Ten Tips for Transactional Lawyers to Help Their Small Business Client Survive Litigation/ Part Three


By David B. Newdorf and Vicki F. Van Fleet, Newdorf Legal


In the first two installments (part 1 and part 2) of this series, we discussed substantive and procedural issues that the transactional lawyer should keep in mind to assist his or her small business client facing litigation. We finish our list of the top 10 tips for the transactional attorney with three common mistakes your small business clients may make (and how to avoid them) and suggestions for the role of the transactional lawyer when litigation is imminent.

7. Not Taking the Lawsuit Seriously

This is a common mistake.

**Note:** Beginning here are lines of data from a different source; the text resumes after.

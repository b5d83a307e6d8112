use chrono::{Datelike, Days, Duration, NaiveDate};

const NOTE_DATE_FORMAT: &str = "%Y-%m-%d";

/// This is the standard way of converting a date to a file stem in river.
pub fn date_to_note_name(date: NaiveDate) -> String {
    date.format(NOTE_DATE_FORMAT).to_string()
}

/// Parses a file stem produced by [date_to_note_name]. Only the canonical zero-padded spelling
/// is accepted, so `2024-1-1` and `2024-01-01` can't both name the same day.
pub fn note_name_to_date(name: &str) -> Option<NaiveDate> {
    let date = NaiveDate::parse_from_str(name, NOTE_DATE_FORMAT).ok()?;
    (date_to_note_name(date) == name).then_some(date)
}

/// Most recent Sunday on or before `date`.
pub fn week_start(date: NaiveDate) -> NaiveDate {
    let offset = date.weekday().num_days_from_sunday();
    date - Days::new(offset as u64)
}

pub fn previous_day(date: NaiveDate) -> Option<NaiveDate> {
    date.pred_opt()
}

/// Returns true when `next` is exactly one calendar day after `previous`.
pub fn is_next_day(previous: NaiveDate, next: NaiveDate) -> bool {
    previous.succ_opt() == Some(next)
}

/// Compact duration such as `1h5m20s`, `3m0s` or `42s`.
pub fn format_duration(v: Duration) -> String {
    if v.num_hours() > 0 {
        format!(
            "{}h{}m{}s",
            v.num_hours(),
            v.num_minutes() % 60,
            v.num_seconds() % 60
        )
    } else if v.num_minutes() > 0 {
        format!("{}m{}s", v.num_minutes() % 60, v.num_seconds() % 60)
    } else {
        format!("{}s", v.num_seconds() % 60)
    }
}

Your client may believe that he did nothing wrong, so why should he spend money on lawyers? Maybe he’s right, but the worse thing in litigation is not taking the lawsuit seriously. Even frivolous lawsuits can pose large risks if ignored or treated as a low priority. In litigation, if the defendant does not put time and resources into the case at the outset, he could end up spending much more later. It takes time and money in the early stages of a lawsuit to gather documents, interview witnesses, and develop a winning strategy. Without this foundation, your client will lack leverage to bring the lawsuit to an early and favorable resolution.

Failing to properly document the case is a common mistake. The temptation for any business is to avoid unnecessary expense and effort. However, business litigation requires extra diligence in maintaining records. Make sure the client maintains important documents, including electronic mail, so that you have a record of all communication with the adverse party in the case. A business litigator will advise on document and evidence preservation, including electronic records.

A frivolous lawsuit inflicts pain in the form of defense costs. But the pain will be worse if the client ignores the litigation because he is confident that he is right. When it comes to business litigation, the familiar adage is true: the best defense is a good offense.

8. “I’d Rather Pay My Lawyer Than the Liar/Thief/Good-for-Nothing on the Other Side”

This mistake also goes by the name “It’s not the money, it’s the principle.” This attitude may work for Microsoft or Warren Buffet with their army of lawyers on retainer. But even these business giants know that it’s sometimes better to pay an undeserving opponent than to get mired in costly litigation.
The flip side – being too eager to settle – can also be a mistake. Maybe your client feels that she did something wrong and the other side is in the right. That doesn’t mean the client can’t benefit from a vigorous defense. Sometimes a “win” means paying less than you otherwise might when you’ve done something wrong.

If a claim is asserted against your small business client, she likely will be angry. A good business litigator will help you and your client stay shrewd and unemotional. Since you must be able to consider your options with a clear head, strong emotions are your worst enemy. Understand the costs of litigating versus paying the claim, and develop a strategy accordingly. For business owners, litigation is personal. But don’t let your client’s emotions create an inflexible attitude towards resolving a lawsuit. Discuss mediation, arbitration and settlement early with your client.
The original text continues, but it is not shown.